The following passages are excerpted from an online article written by S. Jhoanna Robledo:

“Health-care providers say water nourishes the entire body. ‘Water is a life-sustaining beverage,’ says Leslie Bonci, a registered dietician and author of The American Dietetic Association Guide to Better Digestion. ‘Every organ in the body needs water.’

 

Keeping the GI tract in fine working order 

For water to get where it’s needed, it must be absorbed through the gastrointestinal tract. When you drink water, it travels quickly down the esophagus, through the stomach and into the intestines, where it’s partially diffused into the bloodstream, hydrating the body’s cells. The kidneys and the bladder make use of some of the water, and what’s left goes into the large intestine to move fecal matter.

“ ‘Water helps flush the system,’ says Dr. Donald F. Kirby, a gastroenterologist and chief of the nutrition section at Virginia Commonwealth University Medical Center in Richmond, VA. When there aren’t enough fluids in the colon, patients suffer from constipation, a common gastrointestinal ailment.

“And one solution to constipation— eating a diet rich in fiber, which can be found in fruits, vegetables and whole grain—can’t work without adequate intake of fluids. ‘Fiber draws water from all sources in the body to make stools softer and easier to pass through,’ says Bonci.

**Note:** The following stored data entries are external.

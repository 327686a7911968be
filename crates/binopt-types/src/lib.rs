//! binopt Types - Canonical domain types for the binary-options engine
//!
//! This crate contains all foundational types with zero dependencies on other
//! binopt crates. It defines:
//!
//! - Addresses, signatures and identifier types
//! - Trade intents and the requests that carry them to the resolver
//! - Option positions and their lifecycle states
//! - Protocol events, failure reasons and cancel codes
//!
//! # Invariants
//!
//! 1. Queue ids and user signatures are single-use once a trade opens
//! 2. Failed attempts never consume a queue id or a signature
//! 3. Open interest never exceeds the configured pool or market caps
//! 4. A settled option is terminal and cannot be settled again

pub mod address;
pub mod ids;
pub mod trade;
pub mod option;
pub mod event;
pub mod error;

pub use address::*;
pub use ids::*;
pub use trade::*;
pub use option::*;
pub use event::*;
pub use error::*;

/// Unix timestamp in seconds
pub type Timestamp = u64;

/// Token amount in base units
pub type Amount = u128;

/// Decimals of the quote token (USDC style)
pub const TOKEN_DECIMALS: u32 = 6;

/// Decimals of publisher prices
pub const PRICE_DECIMALS: u32 = 8;
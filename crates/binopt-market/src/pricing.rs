//! At-the-money binary option pricing
//!
//! An ATM binary pays `amount` on a win with probability one half, so its
//! fair premium is `amount / 2`. The trader pays the premium grossed up by
//! the settlement fee percentage:
//!
//! ```text
//! total_fee      = premium * 1e4 / (1e4 - sf)
//! settlement_fee = total_fee - premium
//! ```

use crate::{MarketError, MarketResult};
use binopt_types::{Amount, Timestamp};

/// 100% in settlement-fee and slippage units
pub const PERCENTAGE_PRECISION: u128 = 10_000;

/// Option size whose fee defines the unit fee
pub const UNIT_AMOUNT: Amount = 1_000_000;

/// Probability of one half in [`PERCENTAGE_PRECISION`] units
pub const HALF: u128 = PERCENTAGE_PRECISION / 2;

/// Fee components of an option
#[derive(Debug, Clone, Copy, PartialEq, Eq)]
pub struct FeeBreakdown {
    pub total_fee: Amount,
    pub settlement_fee: Amount,
    pub premium: Amount,
}

fn check_fee_percentage(settlement_fee_percentage: u128) -> MarketResult<()> {
    if settlement_fee_percentage >= PERCENTAGE_PRECISION {
        return Err(MarketError::InvalidSettlementFee(settlement_fee_percentage));
    }
    Ok(())
}

/// Fees for an option paying `amount`
pub fn fees(amount: Amount, settlement_fee_percentage: u128) -> MarketResult<FeeBreakdown> {
    check_fee_percentage(settlement_fee_percentage)?;
    let premium = amount / 2;
    let total_fee = premium
        .checked_mul(PERCENTAGE_PRECISION)
        .ok_or(MarketError::Overflow)?
        / (PERCENTAGE_PRECISION - settlement_fee_percentage);
    Ok(FeeBreakdown {
        total_fee,
        settlement_fee: total_fee - premium,
        premium,
    })
}

/// Total fee of a [`UNIT_AMOUNT`] option
pub fn unit_fee(settlement_fee_percentage: u128) -> MarketResult<Amount> {
    Ok(fees(UNIT_AMOUNT, settlement_fee_percentage)?.total_fee)
}

/// Option size a fee buys
pub fn amount_for_fee(fee: Amount, settlement_fee_percentage: u128) -> MarketResult<Amount> {
    let unit = unit_fee(settlement_fee_percentage)?;
    Ok(fee.checked_mul(UNIT_AMOUNT).ok_or(MarketError::Overflow)? / unit)
}

/// Fee split for an applied fee: `(amount, premium, settlement_fee)`
///
/// The settlement fee absorbs rounding so that `premium + settlement_fee`
/// always equals the applied fee.
pub fn split_fee(
    applied_fee: Amount,
    settlement_fee_percentage: u128,
) -> MarketResult<(Amount, Amount, Amount)> {
    let amount = amount_for_fee(applied_fee, settlement_fee_percentage)?;
    let premium = (amount / 2).min(applied_fee);
    Ok((amount, premium, applied_fee - premium))
}

/// Settlement fee percentage after discounts
pub fn settlement_fee_percentage(base: u128, referral_reduction: u128, boost_reduction: u128) -> u128 {
    base.saturating_sub(referral_reduction)
        .saturating_sub(boost_reduction)
}

/// Whether `price` lies within `slippage` (1e2 precision) of `strike`
///
/// Bounds that do not fit in a `u128` make the strike invalid.
pub fn is_strike_valid(slippage: u128, price: u128, strike: u128) -> bool {
    let upper = PERCENTAGE_PRECISION
        .checked_add(slippage)
        .and_then(|factor| strike.checked_mul(factor));
    let lower = strike.checked_mul(PERCENTAGE_PRECISION.saturating_sub(slippage));
    match (lower, upper) {
        (Some(lower), Some(upper)) => {
            lower / PERCENTAGE_PRECISION <= price && price <= upper / PERCENTAGE_PRECISION
        }
        _ => false,
    }
}

/// Whether a revealed direction wins at `price`
pub fn is_winning(is_above: bool, strike: u128, price: u128) -> bool {
    if is_above {
        price > strike
    } else {
        price < strike
    }
}

/// Probability the option ends in the money, in [`PERCENTAGE_PRECISION`] units
///
/// Decays linearly from one half at creation towards the current outcome
/// (1 winning, 0 losing, one half at the strike) as the option approaches
/// expiry.
pub fn early_close_probability(
    is_above: bool,
    strike: u128,
    price: u128,
    created_at: Timestamp,
    expiration: Timestamp,
    now: Timestamp,
) -> u128 {
    let period = u128::from(expiration.saturating_sub(created_at));
    let elapsed = u128::from(now.saturating_sub(created_at));
    let progress = if period == 0 {
        PERCENTAGE_PRECISION
    } else {
        (elapsed * PERCENTAGE_PRECISION / period).min(PERCENTAGE_PRECISION)
    };

    if price == strike {
        HALF
    } else if is_winning(is_above, strike, price) {
        HALF + HALF * progress / PERCENTAGE_PRECISION
    } else {
        HALF - HALF * progress / PERCENTAGE_PRECISION
    }
}

/// Early-close payout for an option of `amount` at `probability`
pub fn early_close_payout(amount: Amount, probability: u128) -> Amount {
    amount * probability.min(PERCENTAGE_PRECISION) / PERCENTAGE_PRECISION
}
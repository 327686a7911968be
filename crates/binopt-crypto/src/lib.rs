//! binopt Crypto - Signature validation primitives
//!
//! This crate provides:
//! - Hashing (keccak256, EIP-191 personal-sign prefix)
//! - EIP-712 typed-data hashing for every message the protocol signs
//! - secp256k1 signing with Ethereum `r || s || v` layout
//! - ECDSA public-key recovery
//! - A pluggable [`SignatureVerifier`] seam with a production and a fixture implementation
//!
//! # Security Invariant
//!
//! **A signature is only ever accepted if it recovers to the expected,
//! non-zero address.**

pub mod hash;
pub mod eip712;
pub mod messages;
pub mod keys;
pub mod verifier;

pub use hash::*;
pub use eip712::*;
pub use messages::*;
pub use keys::*;
pub use verifier::*;

use thiserror::Error;

/// Cryptographic errors
#[derive(Debug, Error)]
pub enum CryptoError {
    #[error("Signing failed: {0}")]
    SigningFailed(String),

    #[error("Recovery failed: {0}")]
    RecoveryFailed(String),

    #[error("Invalid key format: {0}")]
    InvalidKeyFormat(String),

    #[error("Invalid recovery id: {0}")]
    InvalidRecoveryId(u8),
}

pub type CryptoResult<T> = Result<T, CryptoError>;
//! Point-in-time view of protocol state
//!
//! Snapshots are read-only exports for keepers and dashboards. They carry
//! positions, open interest and registrations, not balances; token history
//! lives in the ledger entries.

use crate::state::ProtocolState;
use crate::{EngineError, Result};
use binopt_market::{MarketOi, PoolOi};
use binopt_registrar::AccountMapping;
use binopt_types::{Address, OptionId, OptionPosition, QueueId, Timestamp};
use serde::{Deserialize, Serialize};

/// One market in a snapshot
#[derive(Debug, Clone, PartialEq, Eq, Serialize, Deserialize)]
pub struct MarketSnapshot {
    pub address: Address,
    pub asset_pair: String,
    pub oi: MarketOi,
    pub next_option_id: OptionId,
    pub options: Vec<OptionPosition>,
    #[serde(default)]
    pub approved_addresses: Vec<Address>,
}

#[derive(Debug, Clone, PartialEq, Eq, Serialize, Deserialize)]
pub struct AccountSnapshot {
    pub user: Address,
    #[serde(flatten)]
    pub mapping: AccountMapping,
}

/// Serializable export of a [`ProtocolState`]
#[derive(Debug, Clone, PartialEq, Eq, Serialize, Deserialize)]
pub struct StateSnapshot {
    pub taken_at: Timestamp,
    pub chain_id: u64,
    pub pool_oi: PoolOi,
    pub pool_locked: u128,
    pub markets: Vec<MarketSnapshot>,
    pub accounts: Vec<AccountSnapshot>,
    pub opened_queue_ids: Vec<QueueId>,
}

impl StateSnapshot {
    pub fn to_json(&self) -> Result<String> {
        serde_json::to_string_pretty(self).map_err(|e| EngineError::Snapshot(e.to_string()))
    }

    pub fn from_json(json: &str) -> Result<Self> {
        serde_json::from_str(json).map_err(|e| EngineError::Snapshot(e.to_string()))
    }

    /// Options still awaiting settlement
    pub fn active_options(&self) -> impl Iterator<Item = &OptionPosition> {
        self.markets
            .iter()
            .flat_map(|m| m.options.iter())
            .filter(|o| o.is_active())
    }
}

impl ProtocolState {
    pub fn snapshot(&self, taken_at: Timestamp) -> StateSnapshot {
        let markets = self
            .markets()
            .map(|m| MarketSnapshot {
                address: m.config().address,
                asset_pair: m.config().asset_pair.clone(),
                oi: *m.oi(),
                next_option_id: m.next_option_id(),
                options: m.options().cloned().collect(),
                approved_addresses: m.approved_addresses().copied().collect(),
            })
            .collect();

        let mut accounts: Vec<_> = self
            .registrar()
            .mappings()
            .map(|(user, mapping)| AccountSnapshot {
                user: *user,
                mapping: *mapping,
            })
            .collect();
        accounts.sort_by_key(|a| a.user);

        let mut opened_queue_ids: Vec<_> = self.queued_trades.keys().copied().collect();
        opened_queue_ids.sort();

        StateSnapshot {
            taken_at,
            chain_id: self.config().chain_id,
            pool_oi: self.pool_oi,
            pool_locked: self.pool().total_locked(),
            markets,
            accounts,
            opened_queue_ids,
        }
    }
}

“Water may also play a role in preventing colorectal cancer. The Mayo Clinic cites a study that showed that women who drank more than five glasses of water a day had a risk of colon cancer that was 45 percent less than that of those who drank two or fewer glasses a day.

“ ‘If you’re drinking enough fluids, you’re moving things more efficiently and quickly so toxins won’t be sitting in your gut for too long,’ says Bonci.”